Während der Schulzeit darf ein Lehrer nie vergessen, dass es ein Machtgefälle zwischen Schülern und Lehrkräften gibt, da im Endeffekt immer noch die Lehrer über die Noten der Schüler entscheiden. Darüber hinaus ist auch der Umgangston bei Facebook natürlich ein anderer als an der Schule. Das sollte auch insbesondere den Schülern bewusst sein. Auch muss ein Lehrer meiner Meinung nach nicht allumfassend über die Freizeitaktivitäten der Schüler informiert werden. Insbesondere problematische Partyfotos sollten Schüler nicht unbedingt ihren Lehrern zugänglich machen. Allgemein sollte sich jeder überlegen, welche Informationen für ihn selbst problematisch sein könnten, und diese nicht unbedingt über ein soziales Netzwerk teilen. Spätestens wenn er später bei einem Bewerbungsgespräch mit längst vergessenen Facebook-Kommentaren oder geposteten Fotos konfrontiert wird, sollte ihm bewusst werden, dass möglicherweise mehr Menschen zu seinem Facebook-Profil Zugang hatten, als er es vorher für möglich gehalten hat. 

Wie nutzen Sie Facebook in Bezug auf die Schule?
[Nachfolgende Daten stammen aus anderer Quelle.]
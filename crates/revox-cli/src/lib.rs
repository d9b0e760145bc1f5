//! Revox command line
//!
//! Loads configuration from file, `.env`, environment and flags, installs
//! the tracing subscriber and runs the revoke workflow with the browser
//! portal session and the IMAP code source.

#![warn(unreachable_pub)]

pub mod app;
pub mod cli;
pub mod config;
pub mod logging;

pub use app::{exit_status, failure_stage, run, EXIT_FAILURE, EXIT_SUCCESS};
pub use cli::Cli;
pub use config::{load_env_file, ConfigLoadError, ConfigLoader, ConfigOverrides};
pub use logging::{init_logging, LogFormat};
//! Retry policy shared by the revoke and two-factor layers
//!
//! A policy is a bounded number of attempts, a fixed delay between them,
//! and a classifier deciding which errors are worth another attempt. An
//! error the classifier rejects leaves the policy immediately.

use crate::config::{EmailConfig, UnityConfig};
use crate::error::{FailureKind, RevoxError};
use futures::future::BoxFuture;
use std::time::Duration;

/// What a policy does with a failed attempt
#[derive(Debug, Clone, Copy, PartialEq, Eq)]
pub enum RetryDecision {
    /// Try again if attempts remain
    Retry,
    /// Propagate immediately
    Fatal,
}

/// Classifier from error to retry decision
pub type Classifier = fn(&RevoxError) -> RetryDecision;

/// Bounded retry with fixed delay
#[derive(Debug, Clone, Copy)]
pub struct RetryPolicy {
    name: &'static str,
    max_attempts: u32,
    delay: Duration,
    classifier: Classifier,
}

impl RetryPolicy {
    /// Policy with no delay that retries nothing
    ///
    /// `max_attempts` is clamped to at least one.
    #[must_use]
    pub fn new(name: &'static str, max_attempts: u32) -> Self {
        Self {
            name,
            max_attempts: max_attempts.max(1),
            delay: Duration::ZERO,
            classifier: |_| RetryDecision::Fatal,
        }
    }

    /// Outer policy: whole workflow, retried on `RevokeFailed`
    #[must_use]
    pub fn revoke(config: &UnityConfig) -> Self {
        Self::new("revoke", config.retry_count).retry_on(retry_revoke_failed)
    }

    /// Inner policy: code fetch and apply, retried on `TwoFactorFailed`
    #[must_use]
    pub fn two_factor(config: &EmailConfig) -> Self {
        Self::new("two-factor", config.retry_count)
            .with_delay(config.retry_delay())
            .retry_on(retry_two_factor_failed)
    }

    /// Set the delay between attempts
    #[inline]
    #[must_use]
    pub fn with_delay(mut self, delay: Duration) -> Self {
        self.delay = delay;
        self
    }

    /// Set the classifier
    #[inline]
    #[must_use]
    pub fn retry_on(mut self, classifier: Classifier) -> Self {
        self.classifier = classifier;
        self
    }

    /// Policy name used in logs
    #[inline]
    #[must_use]
    pub fn name(&self) -> &'static str {
        self.name
    }

    /// Upper bound on attempts
    #[inline]
    #[must_use]
    pub fn max_attempts(&self) -> u32 {
        self.max_attempts
    }

    /// Delay between attempts
    #[inline]
    #[must_use]
    pub fn delay(&self) -> Duration {
        self.delay
    }

    /// Classify an error
    #[inline]
    #[must_use]
    pub fn classify(&self, error: &RevoxError) -> RetryDecision {
        (self.classifier)(error)
    }

    /// Run `op` until it succeeds, fails fatally, or attempts run out
    ///
    /// `op` receives the mutable state and the 1-based attempt number.
    /// On exhaustion the last error is returned.
    ///
    /// # Errors
    /// The first fatal error, or the last retryable one once the budget is
    /// spent.
    pub async fn execute<S, T, F>(&self, state: &mut S, mut op: F) -> Result<T, RevoxError>
    where
        S: ?Sized,
        F: for<'s> FnMut(&'s mut S, u32) -> BoxFuture<'s, Result<T, RevoxError>>,
    {
        let mut attempt = 1;
        loop {
            let error = match op(state, attempt).await {
                Ok(value) => return Ok(value),
                Err(error) => error,
            };

            match self.classify(&error) {
                RetryDecision::Fatal => return Err(error),
                RetryDecision::Retry if attempt >= self.max_attempts => {
                    tracing::error!(
                        policy = self.name,
                        attempts = attempt,
                        error = %error,
                        "Retry budget exhausted"
                    );
                    return Err(error);
                }
                RetryDecision::Retry => {
                    tracing::warn!(
                        policy = self.name,
                        attempt,
                        max_attempts = self.max_attempts,
                        delay_ms = u64::try_from(self.delay.as_millis()).unwrap_or(u64::MAX),
                        error = %error,
                        "Retrying"
                    );
                    if !self.delay.is_zero() {
                        tokio::time::sleep(self.delay).await;
                    }
                    attempt += 1;
                }
            }
        }
    }
}

fn retry_revoke_failed(error: &RevoxError) -> RetryDecision {
    match error.failure_kind() {
        Some(FailureKind::RevokeFailed) => RetryDecision::Retry,
        Some(FailureKind::TwoFactorFailed) | None => RetryDecision::Fatal,
    }
}

fn retry_two_factor_failed(error: &RevoxError) -> RetryDecision {
    match error.failure_kind() {
        Some(FailureKind::TwoFactorFailed) => RetryDecision::Retry,
        Some(FailureKind::RevokeFailed) | None => RetryDecision::Fatal,
    }
}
Gar nicht mehr. Da Facebook alle Rechte erhält, wenn ich irgendetwas poste, will ich dieses Medium für den Unterricht nicht mehr nutzen. Für die Kommunikation mit Schülern gibt es mittlerweile gute Alternativen. Außerdem möchte ich vermeiden, dass sich Schüler, die sich bisher bewusst entschieden haben, den Datenkraken Facebook zu meiden, benachteiligt werden oder sich meinetwegen dort anmelden. Die Entscheidung kann zwar jeder selbst treffen, aber ich möchte nicht positiv dazu beitragen. 

Sollte in Hessen auch ein Gesetz eingeführt werden, das Lehrern verbietet, auf Facebook mit Schülern befreundet zu sein?

Nein. Lehrer sollten sich allerdings ihrer Verantwortung gegenüber ihren Schülern bewusst sein. Außerdem sollten sie möglichst umfassend über die momentanen Nutzerbedingungen bei Facebook informiert sein, was bei den häufigen Änderungen kaum möglich ist.

Haben Sie ein Smartphone? 

Ja. Sogar die Facebook-App, wobei ich diese kaum nutze. 

Nutzen Sie das auch in den Pausen, um auf Facebook zu sehen, was es Neues gibt?

Nein! Es gibt nichts relevantes Neues auf Facebook, das nicht noch bis zu meinem nächsten Einloggen abends am Schreibtisch oder auch erst an den nächsten Tagen warten könnte. Darüber hinaus finde ich den Anblick, der sich einem tagtäglich in der Pausenhalle bietet, fürchterlich: hunderte junger Menschen, die nebeneinander stehen und schweigend auf ihren Smartphones rumtippen. Ich glaube, dass einige von denen sich auch wirklich mit den neben ihnen stehenden Personen über Facebook oder WhatsApp unterhalten. Ich kann noch nicht sicher sagen, ob sich das schon auf die allgemeine Kommunikationsfähigkeit dieser Schüler ausgewirkt hat, aber ich bin immer noch ein großer Freund der Face-to-Face-Unterhaltung.